* WORK ITEM: Locate every line below that contains the word "chain" and copy it.

* TASK INPUTS:
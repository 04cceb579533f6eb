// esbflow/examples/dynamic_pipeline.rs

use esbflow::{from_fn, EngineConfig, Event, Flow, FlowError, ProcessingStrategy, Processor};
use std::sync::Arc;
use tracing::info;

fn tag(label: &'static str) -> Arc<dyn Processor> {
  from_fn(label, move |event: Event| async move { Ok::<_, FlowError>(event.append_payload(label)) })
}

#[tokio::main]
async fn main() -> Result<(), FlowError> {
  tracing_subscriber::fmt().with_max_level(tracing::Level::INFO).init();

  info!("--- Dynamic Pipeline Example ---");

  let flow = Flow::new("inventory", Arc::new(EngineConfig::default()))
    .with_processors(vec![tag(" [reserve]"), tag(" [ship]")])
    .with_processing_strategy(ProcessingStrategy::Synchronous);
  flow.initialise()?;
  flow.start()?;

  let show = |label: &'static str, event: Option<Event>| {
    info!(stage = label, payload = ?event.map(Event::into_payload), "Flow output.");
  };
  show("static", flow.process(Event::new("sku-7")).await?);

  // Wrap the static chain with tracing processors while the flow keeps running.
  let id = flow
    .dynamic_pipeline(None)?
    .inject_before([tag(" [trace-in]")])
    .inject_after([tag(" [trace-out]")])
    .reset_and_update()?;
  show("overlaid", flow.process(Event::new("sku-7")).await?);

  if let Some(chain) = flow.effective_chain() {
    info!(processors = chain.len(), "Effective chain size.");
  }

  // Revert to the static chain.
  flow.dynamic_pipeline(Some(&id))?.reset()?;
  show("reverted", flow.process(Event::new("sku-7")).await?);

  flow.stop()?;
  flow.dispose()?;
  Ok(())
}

--

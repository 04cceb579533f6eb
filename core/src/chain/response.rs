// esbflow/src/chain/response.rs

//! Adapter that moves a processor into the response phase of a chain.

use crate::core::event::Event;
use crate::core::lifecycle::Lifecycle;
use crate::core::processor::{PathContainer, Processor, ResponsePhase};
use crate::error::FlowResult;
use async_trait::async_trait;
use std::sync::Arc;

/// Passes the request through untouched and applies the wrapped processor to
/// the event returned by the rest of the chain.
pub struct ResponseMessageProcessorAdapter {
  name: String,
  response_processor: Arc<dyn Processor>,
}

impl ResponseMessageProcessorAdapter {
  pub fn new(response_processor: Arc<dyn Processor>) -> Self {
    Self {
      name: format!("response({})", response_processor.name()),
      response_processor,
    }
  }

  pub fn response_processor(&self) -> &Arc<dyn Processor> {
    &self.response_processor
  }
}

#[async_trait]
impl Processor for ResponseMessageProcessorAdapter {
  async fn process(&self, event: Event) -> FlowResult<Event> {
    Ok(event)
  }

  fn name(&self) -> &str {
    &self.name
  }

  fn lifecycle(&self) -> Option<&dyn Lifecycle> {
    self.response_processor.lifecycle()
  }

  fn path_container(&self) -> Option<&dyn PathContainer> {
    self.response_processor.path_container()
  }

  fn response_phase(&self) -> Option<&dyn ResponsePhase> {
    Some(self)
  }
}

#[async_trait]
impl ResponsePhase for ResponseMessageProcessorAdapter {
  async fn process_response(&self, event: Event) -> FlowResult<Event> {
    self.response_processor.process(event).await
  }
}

* SOLUTION FOR THIS TASK:
  // Wrap the static chain with tracing processors while the flow keeps running.
  if let Some(chain) = flow.effective_chain() {
    info!(processors = chain.len(), "Effective chain size.");
  // Revert to the static chain.
filename core/src/chain/response.rs
// esbflow/src/chain/response.rs
//! Adapter that moves a processor into the response phase of a chain.
/// the event returned by the rest of the chain.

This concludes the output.